Information supplied:
***
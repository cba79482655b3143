// src/relay/mod.rs
//! Chat relay pipeline.
//!
//! credential pre-flight → validation → persona → prompt → Gemini → reply.
//! Each request is handled independently; the only shared state in the
//! process is the admission controller, which runs before this.

pub mod types;

pub use types::{ChatReply, ChatRequest};

use std::sync::Arc;

use tracing::{debug, error, warn};

use crate::error::{RelayError, Result};
use crate::gemini::{GeminiGenerationConfig, GeminiRequest, Upstream};
use crate::persona::Persona;
use crate::prompt::compose_prompt;

/// Reply used when Gemini answers with nothing to say
pub const FALLBACK_REPLY: &str = "No joo... Gemini ei nyt sanonut mitään. Kyllä se siitä.";

pub const MISSING_KEY_MESSAGE: &str = "GEMINI_API_KEY puuttuu palvelimelta.";
pub const MISSING_MESSAGE: &str = "Missing message.";

pub const DEFAULT_TEMPERATURE: f32 = 0.9;
pub const DEFAULT_MAX_OUTPUT_TOKENS: u32 = 250;

/// Fixed generation parameters and input limits
#[derive(Debug, Clone, Copy, PartialEq)]
pub struct RelaySettings {
    pub temperature: f32,
    pub max_output_tokens: u32,
    /// Optional cap on message length in characters (MAX_MESSAGE_CHARS); off by default
    pub max_message_chars: Option<usize>,
}

impl Default for RelaySettings {
    fn default() -> Self {
        Self {
            temperature: DEFAULT_TEMPERATURE,
            max_output_tokens: DEFAULT_MAX_OUTPUT_TOKENS,
            max_message_chars: None,
        }
    }
}

pub struct RelayHandler {
    upstream: Arc<dyn Upstream>,
    api_key: Option<String>,
    settings: RelaySettings,
}

impl RelayHandler {
    /// A blank `api_key` counts as unset
    pub fn new(upstream: Arc<dyn Upstream>, api_key: Option<String>, settings: RelaySettings) -> Self {
        Self {
            upstream,
            api_key: api_key.filter(|k| !k.trim().is_empty()),
            settings,
        }
    }

    pub fn has_api_key(&self) -> bool {
        self.api_key.is_some()
    }

    /// Turn an admitted request into a reply.
    pub async fn handle(&self, request: ChatRequest) -> Result<ChatReply> {
        // Checked before anything else so a misconfigured server never builds a prompt
        let Some(api_key) = self.api_key.as_deref() else {
            error!("GEMINI_API_KEY is not configured, rejecting chat request");
            return Err(RelayError::Configuration(MISSING_KEY_MESSAGE.to_string()));
        };

        let message = self.validate(request.message.as_deref())?;
        let persona = Persona::from_mode(request.mode.as_deref());
        let payload = GeminiRequest::single_turn(
            compose_prompt(persona, message),
            GeminiGenerationConfig {
                temperature: self.settings.temperature,
                max_output_tokens: self.settings.max_output_tokens,
            },
        );

        debug!(
            persona = %persona,
            message_chars = message.chars().count(),
            "Forwarding chat request to Gemini"
        );

        let response = self
            .upstream
            .generate_content(api_key, &payload)
            .await
            .inspect_err(|e| error!(error = %e, persona = %persona, "Gemini request failed"))?;

        let reply = match response.first_text() {
            Some(text) => text.to_string(),
            None => {
                warn!(
                    persona = %persona,
                    candidates = response.candidates.len(),
                    "Gemini returned no text, using fallback reply"
                );
                FALLBACK_REPLY.to_string()
            }
        };

        Ok(ChatReply { reply })
    }

    fn validate<'a>(&self, message: Option<&'a str>) -> Result<&'a str> {
        // Any non-empty string is a message, whitespace included
        let message = message
            .filter(|m| !m.is_empty())
            .ok_or_else(|| RelayError::InvalidInput(MISSING_MESSAGE.to_string()))?;

        if let Some(max) = self.settings.max_message_chars
            && message.chars().count() > max
        {
            return Err(RelayError::InvalidInput(format!(
                "Message too long (max {} characters).",
                max
            )));
        }

        Ok(message)
    }
}

#[cfg(test)]
mod tests {
    use super::*;
    use crate::gemini::GeminiResponse;
    use async_trait::async_trait;
    use std::sync::Mutex;

    /// Records every request and answers with a fixed outcome
    struct ScriptedUpstream {
        reply: Option<GeminiResponse>,
        seen: Mutex<Vec<(String, GeminiRequest)>>,
    }

    impl ScriptedUpstream {
        fn replying(response: GeminiResponse) -> Arc<Self> {
            Arc::new(Self {
                reply: Some(response),
                seen: Mutex::new(Vec::new()),
            })
        }

        fn failing() -> Arc<Self> {
            Arc::new(Self {
                reply: None,
                seen: Mutex::new(Vec::new()),
            })
        }

        fn calls(&self) -> usize {
            self.seen.lock().unwrap().len()
        }
    }

    #[async_trait]
    impl Upstream for ScriptedUpstream {
        async fn generate_content(
            &self,
            api_key: &str,
            request: &GeminiRequest,
        ) -> Result<GeminiResponse> {
            self.seen
                .lock()
                .unwrap()
                .push((api_key.to_string(), request.clone()));
            self.reply
                .clone()
                .ok_or_else(|| RelayError::Upstream("500 Internal Server Error - boom".into()))
        }
    }

    fn handler(upstream: Arc<ScriptedUpstream>, key: Option<&str>) -> RelayHandler {
        RelayHandler::new(upstream, key.map(String::from), RelaySettings::default())
    }

    fn chat(message: &str, mode: Option<&str>) -> ChatRequest {
        ChatRequest {
            message: Some(message.to_string()),
            mode: mode.map(String::from),
        }
    }

    #[tokio::test]
    async fn test_reply_is_first_candidate_text() {
        let upstream = ScriptedUpstream::replying(GeminiResponse::from_text("Kyllä se siitä."));
        let relay = handler(upstream.clone(), Some("k"));

        let reply = relay.handle(chat("moi", None)).await.unwrap();
        assert_eq!(reply.reply, "Kyllä se siitä.");

        let seen = upstream.seen.lock().unwrap();
        let (key, request) = &seen[0];
        assert_eq!(key, "k");
        assert_eq!(request.generation_config.max_output_tokens, 250);
        assert!((request.generation_config.temperature - 0.9).abs() < f32::EPSILON);
        assert_eq!(
            request.prompt_text(),
            Some(compose_prompt(Persona::Default, "moi").as_str())
        );
    }

    #[tokio::test]
    async fn test_mode_selects_persona() {
        let upstream = ScriptedUpstream::replying(GeminiResponse::from_text("NOSTO!"));
        let relay = handler(upstream.clone(), Some("k"));

        relay.handle(chat("malja?", Some("sitsikapteeni"))).await.unwrap();

        let seen = upstream.seen.lock().unwrap();
        let prompt = seen[0].1.prompt_text().unwrap();
        assert!(prompt.starts_with(Persona::Sitsikapteeni.prompt()));
    }

    #[tokio::test]
    async fn test_unknown_mode_uses_baseline() {
        let upstream = ScriptedUpstream::replying(GeminiResponse::from_text("noni"));
        let relay = handler(upstream.clone(), Some("k"));

        let reply = relay.handle(chat("hello", Some("unknown-mode"))).await.unwrap();
        assert_eq!(reply.reply, "noni");

        let seen = upstream.seen.lock().unwrap();
        assert!(seen[0].1.prompt_text().unwrap().starts_with(Persona::Default.prompt()));
    }

    #[tokio::test]
    async fn test_empty_candidates_use_fallback() {
        let upstream = ScriptedUpstream::replying(GeminiResponse::default());
        let relay = handler(upstream, Some("k"));

        let reply = relay.handle(chat("moi", None)).await.unwrap();
        assert_eq!(reply.reply, FALLBACK_REPLY);
    }

    #[tokio::test]
    async fn test_empty_message_is_invalid() {
        let upstream = ScriptedUpstream::replying(GeminiResponse::default());
        let relay = handler(upstream.clone(), Some("k"));

        let err = relay.handle(chat("", Some("x"))).await.unwrap_err();
        assert!(matches!(err, RelayError::InvalidInput(ref m) if m == MISSING_MESSAGE));
        let err = relay.handle(ChatRequest::default()).await.unwrap_err();
        assert!(matches!(err, RelayError::InvalidInput(_)));
        assert_eq!(upstream.calls(), 0);
    }

    #[tokio::test]
    async fn test_overlong_message_is_invalid() {
        let upstream = ScriptedUpstream::replying(GeminiResponse::default());
        let relay = RelayHandler::new(
            upstream.clone(),
            Some("k".into()),
            RelaySettings {
                max_message_chars: Some(5),
                ..RelaySettings::default()
            },
        );

        // Counted in characters, not bytes
        assert!(relay.handle(chat("ääääå", None)).await.is_ok());
        let err = relay.handle(chat("ääääåå", None)).await.unwrap_err();
        assert!(matches!(err, RelayError::InvalidInput(ref m) if m.contains("max 5")));
        assert_eq!(upstream.calls(), 1);
    }

    #[tokio::test]
    async fn test_whitespace_message_is_forwarded_verbatim() {
        let upstream = ScriptedUpstream::replying(GeminiResponse::from_text("Hiljaista."));
        let relay = handler(upstream.clone(), Some("k"));

        let reply = relay.handle(chat("   \n", None)).await.unwrap();
        assert_eq!(reply.reply, "Hiljaista.");

        let seen = upstream.seen.lock().unwrap();
        assert_eq!(
            seen[0].1.prompt_text(),
            Some(compose_prompt(Persona::Default, "   \n").as_str())
        );
    }

    #[tokio::test]
    async fn test_long_message_is_accepted_without_a_cap() {
        let upstream = ScriptedUpstream::replying(GeminiResponse::from_text("pitkä"));
        let relay = handler(upstream.clone(), Some("k"));

        let message = "a".repeat(10_000);
        assert!(relay.handle(chat(&message, None)).await.is_ok());
        assert_eq!(upstream.calls(), 1);
    }

    #[tokio::test]
    async fn test_missing_key_fails_before_validation_and_upstream() {
        let upstream = ScriptedUpstream::replying(GeminiResponse::from_text("ei"));

        for key in [None, Some(""), Some("  ")] {
            let relay = handler(upstream.clone(), key);
            assert!(!relay.has_api_key());

            let err = relay.handle(chat("moi", None)).await.unwrap_err();
            assert!(matches!(err, RelayError::Configuration(ref m) if m == MISSING_KEY_MESSAGE));

            let err = relay.handle(ChatRequest::default()).await.unwrap_err();
            assert!(matches!(err, RelayError::Configuration(_)));
        }
        assert_eq!(upstream.calls(), 0);
    }

    #[tokio::test]
    async fn test_upstream_failure_is_not_retried() {
        let upstream = ScriptedUpstream::failing();
        let relay = handler(upstream.clone(), Some("k"));

        let err = relay.handle(chat("moi", None)).await.unwrap_err();
        assert!(matches!(err, RelayError::Upstream(_)));
        assert_eq!(upstream.calls(), 1);
    }
}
***
Requirement: Each line above with the word "siitä" needs to be copied.

Solution:
pub const FALLBACK_REPLY: &str = "No joo... Gemini ei nyt sanonut mitään. Kyllä se siitä.";
        let upstream = ScriptedUpstream::replying(GeminiResponse::from_text("Kyllä se siitä."));
        assert_eq!(reply.reply, "Kyllä se siitä.");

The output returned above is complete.